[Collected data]
((

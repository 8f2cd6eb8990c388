use serde::{Deserialize, Serialize};

/// Machine readable error codes carried in the `code` field of failed responses
#[derive(Debug, Clone, Copy, PartialEq, Eq, Serialize, Deserialize)]
#[serde(rename_all = "SCREAMING_SNAKE_CASE")]
pub enum ErrorCode {
    InvalidParameter,
    Unauthorized,
    NotFound,
    SkuNotFound,
    AlreadyExists,
    InsufficientStock,
    CouponNotFound,
    CouponInvalid,
    CouponExpired,
    CouponMinPurchaseNotMet,
    InsufficientPoints,
    CartEmpty,
    InternalError,
}

/// Envelope of a successful call: `{"code":200,"data":...,"msg":...}`
#[derive(Debug, Serialize, Deserialize)]
pub struct SuccessResponse<T> {
    pub code: u16,
    pub data: T,
    pub msg: String,
}

/// Envelope of a failed call, `data` is always null
#[derive(Debug, Serialize, Deserialize)]
pub struct ErrorResponse {
    pub code: ErrorCode,
    pub data: Option<serde_json::Value>,
    pub msg: String,
}

/// Main API response enum
/// Encompasses all possible API response types
#[derive(Debug, Serialize)]
#[serde(untagged)]
pub enum ApiResponse<T> {
    Success(SuccessResponse<T>),
    Error(ErrorResponse),
}

impl<T> ApiResponse<T> {
    pub fn success(data: T, msg: impl Into<String>) -> Self {
        Self::Success(SuccessResponse {
            code: 200,
            data,
            msg: msg.into(),
        })
    }

    pub fn error(code: ErrorCode, msg: impl Into<String>) -> Self {
        Self::Error(ErrorResponse {
            code,
            data: None,
            msg: msg.into(),
        })
    }
}

/// Conversion implementations for ApiResponse
impl<T> From<ErrorResponse> for ApiResponse<T> {
    fn from(value: ErrorResponse) -> Self {
        Self::Error(value)
    }
}

/// Price shown for a SKU
#[derive(Debug, Clone, PartialEq, Serialize, Deserialize)]
pub struct PriceInfo {
    /// Effective unit price
    pub amount: f64,
    /// Effective unit price as display text, e.g. "7,980円"
    pub formatted_amount: String,
    /// `original` for the regular price, otherwise the sale price type code
    #[serde(rename = "type")]
    pub price_type: String,
    /// Display name of the price type
    pub type_name: String,
    /// Regular price while a sale is running
    #[serde(skip_serializing_if = "Option::is_none")]
    pub original_amount: Option<f64>,
    #[serde(skip_serializing_if = "Option::is_none")]
    pub formatted_original_amount: Option<String>,
}

/// Representative image of a SKU
#[derive(Debug, Clone, Serialize, Deserialize)]
pub struct ImageInfo {
    pub id: i32,
    pub url: String,
    pub alt_text: Option<String>,
}

/// One attribute value of a SKU, e.g. color = レッド
#[derive(Debug, Clone, Serialize, Deserialize)]
pub struct AttributeInfo {
    pub attribute_id: i32,
    pub attribute_name: String,
    pub attribute_code: String,
    pub value_string: String,
}

/// Details of the SKU a product page is showing
#[derive(Debug, Clone, Serialize, Deserialize)]
pub struct TargetSkuInfo {
    pub sku_id: String,
    pub price: Option<PriceInfo>,
    #[serde(skip_serializing_if = "Option::is_none")]
    pub primary_image: Option<ImageInfo>,
    pub attributes: Vec<AttributeInfo>,
}

/// Product header together with one of its SKUs
#[derive(Debug, Clone, Serialize, Deserialize)]
pub struct ProductSkus {
    pub id: String,
    pub product_code: Option<String>,
    pub name: String,
    /// Description cut to 20 characters
    pub description: String,
    pub is_taxable: bool,
    pub meta_title: Option<String>,
    pub meta_description: Option<String>,
    pub target_sku_info: TargetSkuInfo,
}

#[derive(Debug, Clone, PartialEq, Serialize, Deserialize)]
pub struct VariantOption {
    pub option_id: i32,
    pub option_value: String,
    pub option_code: String,
    /// SKUs of the product carrying this option, sorted
    pub linked_sku_ids: Vec<String>,
}

/// Selectable values of one variant attribute (color, size, ...)
#[derive(Debug, Clone, PartialEq, Serialize, Deserialize)]
pub struct VariantOptionGroup {
    pub attribute_id: i32,
    pub attribute_name: String,
    pub attribute_code: String,
    pub options: Vec<VariantOption>,
}

/// Response of the variant options lookup, cached in Redis per default SKU
#[derive(Debug, Clone, Serialize, Deserialize)]
pub struct ProductVariantResponse {
    pub product_info: ProductSkus,
    pub variants: Vec<VariantOptionGroup>,
}

#[derive(Debug, Serialize, Deserialize)]
pub struct SkuImageInfo {
    pub id: i32,
    pub main_image_url: String,
    pub thumbnail_url: String,
    pub alt_text: Option<String>,
    pub sort_order: i32,
}

/// Aggregated review figures of a product
#[derive(Debug, Clone, PartialEq, Serialize, Deserialize)]
pub struct ReviewSummaryInfo {
    pub average_rating: f64,
    pub review_count: i32,
    pub rating_1_count: i32,
    pub rating_2_count: i32,
    pub rating_3_count: i32,
    pub rating_4_count: i32,
    pub rating_5_count: i32,
}

#[derive(Debug, Serialize, Deserialize)]
pub struct RelatedProductInfo {
    pub product_id: String,
    pub product_code: Option<String>,
    pub product_name: String,
    /// e.g. "2,990円 ~ 3,990円"
    pub price_range_formatted: String,
    pub is_on_sale: bool,
    pub review_summary: Option<ReviewSummaryInfo>,
    pub thumbnail_image_url: Option<String>,
}

#[derive(Debug, Serialize, Deserialize)]
pub struct RelatedCategoryInfo {
    pub category_id: i32,
    pub category_name: String,
    pub category_level: i32,
    pub category_parent_id: Option<i32>,
    /// Names of the sibling categories
    pub category_links: Vec<String>,
}

#[derive(Debug, Serialize, Deserialize)]
pub struct RelatedProductListResponse {
    pub related_products: Vec<RelatedProductInfo>,
    pub related_categories: RelatedCategoryInfo,
}

#[derive(Debug, Serialize, Deserialize)]
pub struct CoordinateSetTeaserInfo {
    pub set_id: String,
    pub set_theme_image_url: Option<String>,
    pub contributor_nickname: String,
    pub contributor_avatar_url: Option<String>,
    pub contributor_store_name: Option<String>,
}

#[derive(Debug, Serialize, Deserialize)]
pub struct CoordinateSetTeaserListResponse {
    pub coordinates: Vec<CoordinateSetTeaserInfo>,
}

/// Pagination metadata
#[derive(Debug, Clone, PartialEq, Serialize, Deserialize)]
pub struct PaginationInfo {
    pub current_page: i64,
    pub limit: i64,
    pub total_count: i64,
    pub total_pages: i64,
}

#[derive(Debug, Serialize, Deserialize)]
pub struct ReviewInfo {
    pub id: i64,
    pub nickname: String,
    pub rating: i32,
    pub title: Option<String>,
    pub comment: String,
    pub created_at_formatted: String,
    #[serde(skip_serializing_if = "Vec::is_empty", default)]
    pub image_urls: Vec<String>,
    pub helpful_count: i64,
}

#[derive(Debug, Serialize, Deserialize)]
pub struct ReviewListResponse {
    pub summary: Option<ReviewSummaryInfo>,
    pub reviews: Vec<ReviewInfo>,
    pub pagination: PaginationInfo,
}

#[derive(Debug, Serialize, Deserialize)]
pub struct QuestionInfo {
    pub id: i64,
    pub question_text: String,
    pub created_at_formatted: String,
}

#[derive(Debug, Serialize, Deserialize)]
pub struct AnswerInfo {
    pub id: i64,
    pub answerer_name: String,
    pub answer_text: String,
    pub helpful_count: i64,
    pub created_at_formatted: String,
}

#[derive(Debug, Serialize, Deserialize)]
pub struct QaInfo {
    pub question: QuestionInfo,
    pub answer: AnswerInfo,
}

#[derive(Debug, Serialize, Deserialize)]
pub struct QaListResponse {
    pub qa_list: Vec<QaInfo>,
    pub pagination: PaginationInfo,
}

#[derive(Debug, Serialize, Deserialize)]
pub struct FavoriteSkuInfo {
    pub sku_id: String,
    pub product_id: String,
    pub product_name: String,
    pub product_code: Option<String>,
    pub price: Option<PriceInfo>,
    pub attributes: Vec<AttributeInfo>,
    pub added_at_formatted: String,
}

#[derive(Debug, Serialize, Deserialize)]
pub struct FavoriteSkuListResponse {
    pub favorites: Vec<FavoriteSkuInfo>,
    pub pagination: PaginationInfo,
}

#[derive(Debug, Serialize, Deserialize)]
pub struct ViewedSkuInfo {
    pub sku_id: String,
    pub product_id: String,
    pub product_name: String,
    pub product_code: Option<String>,
    pub price_range_formatted: String,
    pub primary_image: Option<ImageInfo>,
    pub review_summary: Option<ReviewSummaryInfo>,
    pub viewed_at_formatted: String,
}

#[derive(Debug, Serialize, Deserialize)]
pub struct ViewedSkuListResponse {
    pub history: Vec<ViewedSkuInfo>,
    pub pagination: PaginationInfo,
}

#[derive(Debug, Serialize, Deserialize)]
pub struct CartItemInfo {
    pub sku_id: String,
    pub product_id: String,
    pub product_name: String,
    pub product_code: Option<String>,
    pub quantity: i32,
    pub price: Option<PriceInfo>,
    pub subtotal_formatted: String,
    pub primary_image: Option<ImageInfo>,
    pub attributes: Vec<AttributeInfo>,
    /// `available`, `low_stock` or `out_of_stock`
    pub stock_status: String,
}

#[derive(Debug, Serialize, Deserialize)]
pub struct CartResponse {
    pub items: Vec<CartItemInfo>,
    /// Sum of all quantities
    pub total_items_count: i64,
    pub total_amount: f64,
    pub total_amount_formatted: String,
}

#[derive(Debug, Serialize, Deserialize)]
pub struct ShippingAddressInfo {
    pub address_id: i64,
    pub postal_code: String,
    pub prefecture: String,
    pub city: String,
    pub address_line1: String,
    pub address_line2: Option<String>,
    pub recipient_name: String,
    pub phone_number: String,
    pub is_default: bool,
}

#[derive(Debug, Serialize, Deserialize)]
pub struct ShippingAddressListResponse {
    pub addresses: Vec<ShippingAddressInfo>,
}

#[derive(Debug, Serialize, Deserialize)]
pub struct PaymentMethodInfo {
    pub method_id: i32,
    pub method_code: String,
    pub name: String,
    pub description: Option<String>,
}

#[derive(Debug, Serialize, Deserialize)]
pub struct AvailableCouponInfo {
    pub coupon_id: i64,
    pub coupon_code: String,
    pub name: String,
    pub description: Option<String>,
    /// e.g. "10% OFF (最大2,000円引)" or "500円引き"
    pub discount_text: String,
}

#[derive(Debug, Serialize, Deserialize)]
pub struct UserPointInfo {
    pub available_points: i32,
}

#[derive(Debug, Serialize, Deserialize)]
pub struct AppliedCouponInfo {
    pub coupon_id: i64,
    pub coupon_code: String,
    pub name: String,
    pub discount_amount: f64,
    pub formatted_discount_amount: String,
}

/// Amounts of the order being checked out
#[derive(Debug, Serialize, Deserialize)]
pub struct CurrentCheckoutState {
    pub cart_subtotal_formatted: String,
    pub applied_coupon_info: Option<AppliedCouponInfo>,
    pub coupon_discount_amount_formatted: String,
    pub used_points: i32,
    pub points_discount_amount_formatted: String,
    pub shipping_fee_formatted: String,
    pub total_amount_formatted: String,
}

#[derive(Debug, Serialize, Deserialize)]
pub struct CheckoutInfoResponse {
    pub available_coupons: Vec<AvailableCouponInfo>,
    pub user_points: UserPointInfo,
    pub current_checkout_state: CurrentCheckoutState,
}

#[cfg(test)]
mod tests {
    use super::*;
    use serde_json::json;

    #[test]
    fn test_success_envelope() {
        let response = ApiResponse::success(vec![1, 2], "取得しました");
        assert_eq!(
            serde_json::to_value(&response).unwrap(),
            json!({"code": 200, "data": [1, 2], "msg": "取得しました"})
        );
    }

    #[test]
    fn test_error_envelope() {
        let response: ApiResponse<()> =
            ApiResponse::error(ErrorCode::SkuNotFound, "SKUが見つかりません。");
        assert_eq!(
            serde_json::to_value(&response).unwrap(),
            json!({"code": "SKU_NOT_FOUND", "data": null, "msg": "SKUが見つかりません。"})
        );
    }

    #[test]
    fn test_price_info_omits_original_amount_when_regular() {
        let price = PriceInfo {
            amount: 1000.0,
            formatted_amount: "1,000円".to_string(),
            price_type: "original".to_string(),
            type_name: "通常価格".to_string(),
            original_amount: None,
            formatted_original_amount: None,
        };
        let value = serde_json::to_value(&price).unwrap();
        assert_eq!(value["type"], "original");
        assert!(value.get("original_amount").is_none());
    }
}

))

• What is required: Search the data for the string "RelatedCategoryInfo" and copy out every line where it is found.

• Response to this exercise:
pub struct RelatedCategoryInfo {
    pub related_categories: RelatedCategoryInfo,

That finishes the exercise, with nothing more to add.